[theCoolScientist (OP)]

All the effects like polarisation etc occur due to change in the varying electric field of the light,do u think there could be affects by changing the magnetic field connected to light?

[JP]

The electric and magnetic fields are two parts of the same underlying electromagnetic field.  One depends on the other and changing one influences the other.  We could vary the electric field of light by controlling its magnetic field, but the problem is that for the most part magnetism in matter isn't a large effect in matter at the high frequencies involved with visible light. 

[Bored chemist]

The simple answer is yes.

http://en.wikipedia.org/wiki/Faraday_effect

[acsinuk]

Wikipedia states that in the final paragraph
"The composite magnetic/plasmonic nanostructure can be visualized to be a magnetic particle embedded in a resonant optical cavity. Because of the large density of photon states in the cavity, the interaction between the electromagnetic field of the light and the electronic transitions of the magnetic material is enhanced, resulting in a larger difference between the velocities of the right- and left-hand circularized polarization, therefore an enhanced Faraday rotation."
The power grid runs at only 50 hertz but still the current moves at nearly the speed of light.  AC electric theory is easier to study than light and engineers are well aware that grid power is comprised of an area of current being pulled forward by a voltage at right angles to the current.  If the phase angle is incorrect then the power is reduced by the cosine of the angle and reactive current [ either inductive or capacitive] produces VAR's which are imaginary power instead of Watts.
CliveS

[Ian Scott ZL4NJ]

As a suggestion, if we extend our interpretation of "light" to include all electromagnetic radiation then both magnetic and electric field modifications will produce measurable effects.

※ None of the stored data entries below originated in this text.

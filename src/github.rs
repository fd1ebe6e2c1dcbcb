use std::collections::BTreeMap;

use reqwest::header;
use serde::de::DeserializeOwned;

use crate::{
    settings::MAX_PER_PAGE, wire::RateLimitResponse, ClassifiedError, ClientOptions,
    GithubSettings, HttpClient, RateLimit, RepoParams, Repository, RequestSpec, Result,
    RetryPolicy, SearchParams, User, UserSearchResult,
};

const GITHUB_ACCEPT: &str = "application/vnd.github.v3+json";
const SEARCH_MIN_CHARS: usize = 1;
const SEARCH_MAX_CHARS: usize = 256;

/// GitHub REST API v3 service.
///
/// Validates inputs, calls the endpoints through [`HttpClient`] and logs each
/// call. Errors are returned unchanged after logging.
#[derive(Clone, Debug)]
pub struct GithubClient {
    http: HttpClient,
    default_per_page: u32,
}

impl GithubClient {
    /// Wraps an existing [`HttpClient`], which should already carry the
    /// GitHub `Accept` and `User-Agent` headers.
    pub fn new(http: HttpClient) -> Self {
        Self {
            http,
            default_per_page: crate::settings::DEFAULT_PER_PAGE,
        }
    }

    /// Builds the HTTP client from settings with the default retry policy.
    pub fn from_settings(settings: &GithubSettings) -> Result<Self> {
        Self::from_settings_with_retry(settings, RetryPolicy::default())
    }

    pub fn from_settings_with_retry(settings: &GithubSettings, retry: RetryPolicy) -> Result<Self> {
        let mut default_headers = BTreeMap::new();
        default_headers.insert(header::ACCEPT.as_str().to_owned(), GITHUB_ACCEPT.to_owned());
        default_headers.insert(
            header::USER_AGENT.as_str().to_owned(),
            settings.user_agent.clone(),
        );

        let mut http = HttpClient::new(&settings.base_url)?.with_options(ClientOptions {
            timeout_ms: settings.timeout_ms,
            default_headers,
            retry,
        });
        if let Some(token) = &settings.token {
            http = http.with_bearer_token(token);
        }

        Ok(Self {
            http,
            default_per_page: settings.default_per_page.clamp(1, MAX_PER_PAGE),
        })
    }

    /// Reads [`GithubSettings::from_env`] and builds a client from it.
    pub fn from_env() -> Result<Self> {
        Self::from_settings(&GithubSettings::from_env()?)
    }

    pub fn http(&self) -> &HttpClient {
        &self.http
    }

    /// Mutable access for [`HttpClient::update_config`].
    pub fn http_mut(&mut self) -> &mut HttpClient {
        &mut self.http
    }

    /// Searches users. The query must be 1 to 256 characters long.
    pub async fn search_users(&self, params: &SearchParams) -> Result<UserSearchResult> {
        let per_page = self.page_size(params.per_page);
        let page = params.page.max(1);
        let sort = params.sort.map(|sort| sort.as_str());
        let order = params.order.map(|order| order.as_str());

        tracing::info!(
            query = %params.query,
            sort,
            order,
            per_page,
            page,
            "searching GitHub users"
        );

        let result = async {
            validate_query(&params.query)?;

            let mut spec = RequestSpec::get("/search/users")
                .query("q", &params.query)
                .query("per_page", per_page)
                .query("page", page);
            if let Some(sort) = sort {
                spec = spec.query("sort", sort);
            }
            if let Some(order) = order {
                spec = spec.query("order", order);
            }
            self.fetch::<UserSearchResult>(&spec).await
        }
        .await;

        match &result {
            Ok(found) => tracing::info!(
                query = %params.query,
                total_results = found.total_count,
                results_returned = found.items.len(),
                "user search completed"
            ),
            Err(err) => log_failure("GitHub user search failed", err),
        }
        result
    }

    /// Fetches a user profile.
    pub async fn get_user(&self, username: &str) -> Result<User> {
        tracing::info!(username, "retrieving GitHub user");

        let result = async {
            validate_username(username)?;
            self.fetch::<User>(&RequestSpec::get("/users").segment(username))
                .await
        }
        .await;

        match &result {
            Ok(user) => tracing::info!(username, user_id = user.id, "user profile retrieved"),
            Err(err) => log_failure("GitHub user retrieval failed", err),
        }
        result
    }

    /// Lists repositories of a user.
    pub async fn get_user_repositories(&self, params: &RepoParams) -> Result<Vec<Repository>> {
        let per_page = self.page_size(params.per_page);
        let page = params.page.max(1);

        tracing::info!(
            username = %params.username,
            kind = params.kind.as_str(),
            sort = params.sort.as_str(),
            direction = params.direction.as_str(),
            per_page,
            page,
            "retrieving user repositories"
        );

        let result = async {
            validate_username(&params.username)?;
            let spec = RequestSpec::get("/users")
                .segment(&params.username)
                .segment("repos")
                .query("type", params.kind.as_str())
                .query("sort", params.sort.as_str())
                .query("direction", params.direction.as_str())
                .query("per_page", per_page)
                .query("page", page);
            self.fetch::<Vec<Repository>>(&spec).await
        }
        .await;

        match &result {
            Ok(repositories) => tracing::info!(
                username = %params.username,
                repository_count = repositories.len(),
                "user repositories retrieved"
            ),
            Err(err) => log_failure("GitHub repositories retrieval failed", err),
        }
        result
    }

    /// Fetches one repository.
    pub async fn get_repository(&self, owner: &str, repo: &str) -> Result<Repository> {
        tracing::info!(owner, repo, "retrieving GitHub repository");

        let result = async {
            validate_username(owner)?;
            validate_repo_name(repo)?;
            let spec = RequestSpec::get("/repos").segment(owner).segment(repo);
            self.fetch::<Repository>(&spec).await
        }
        .await;

        match &result {
            Ok(repository) => tracing::info!(
                owner,
                repo,
                repository_id = repository.id,
                "repository retrieved"
            ),
            Err(err) => log_failure("GitHub repository retrieval failed", err),
        }
        result
    }

    /// Fetches the core API quota.
    pub async fn get_rate_limit(&self) -> Result<RateLimit> {
        tracing::info!("retrieving GitHub rate limit");

        let result = self
            .fetch::<RateLimitResponse>(&RequestSpec::get("/rate_limit"))
            .await
            .map(|response| response.rate);

        match &result {
            Ok(rate) => tracing::info!(
                limit = rate.limit,
                remaining = rate.remaining,
                reset = rate.reset,
                "rate limit retrieved"
            ),
            Err(err) => log_failure("GitHub rate limit retrieval failed", err),
        }
        result
    }

    async fn fetch<T: DeserializeOwned>(&self, spec: &RequestSpec) -> Result<T> {
        Ok(self.http.request::<T>(spec).await?.data)
    }

    fn page_size(&self, requested: Option<u32>) -> u32 {
        requested
            .unwrap_or(self.default_per_page)
            .clamp(1, MAX_PER_PAGE)
    }
}

fn log_failure(message: &str, err: &ClassifiedError) {
    let record = err.record();
    tracing::error!(
        error = %record.message,
        code = %record.code,
        retryable = record.retryable,
        severity = %record.severity.as_str(),
        timestamp = %record.timestamp.to_rfc3339(),
        status = record.status,
        url = record.url,
        method = record.method,
        "{message}"
    );
}

fn validate_query(query: &str) -> Result<()> {
    let length = query.chars().count();
    if length < SEARCH_MIN_CHARS {
        return Err(ClassifiedError::validation(
            "query",
            format!("Search query must be at least {SEARCH_MIN_CHARS} character(s)"),
        ));
    }
    if length > SEARCH_MAX_CHARS {
        return Err(ClassifiedError::validation(
            "query",
            format!("Search query must be no more than {SEARCH_MAX_CHARS} characters"),
        ));
    }
    Ok(())
}

/// Names are percent-encoded as path segments, so only values that would
/// collapse the route are rejected.
fn validate_username(username: &str) -> Result<()> {
    validate_segment("username", username, "GitHub username")
}

fn validate_repo_name(repo: &str) -> Result<()> {
    validate_segment("repo", repo, "repository name")
}

fn validate_segment(field: &str, value: &str, what: &str) -> Result<()> {
    if value.trim().is_empty() || value == "." || value == ".." {
        return Err(ClassifiedError::validation(
            field,
            format!("'{value}' is not a valid {what}"),
        ));
    }
    Ok(())
}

To illustrate, Erbium doped fiber optic cables, "pumped" by a laser are often used to amplify light signals used to carry high speed digital data over long haul communication systems. This amplification (I recall values around 20 dB of gain!) can also be demonstrated at longer wavelengths usually associated with radio frequencies. Parametric amplifiers, once used by early NASA moon missions (e.g. Apollo), were apparently used to amplify signals received by terrestrial dish antennas. These would have used Variable Capacitance Diodes (Varicaps) but were not all that "low noise" by modern standards, despite cryogenic cooling! The same amplification should occur if magnetic materials are used. If pumped using a suitable Local Oscillator (LO) source, then magnetically based amplification should occur. Whether this represents any usable application, given simpler and more effective alternatives is another matter! 

[ScientificSorcerer]

If you change the frequency of light waves then you change the color of the light.

If you change the electric field of light then you change the magnetic aspect of light too, the result of changing one will change the other. and if you change ether then you merely change the brightness of the light.

[lightarrow]

and if you change ether then you merely change the brightness of the light.

Please?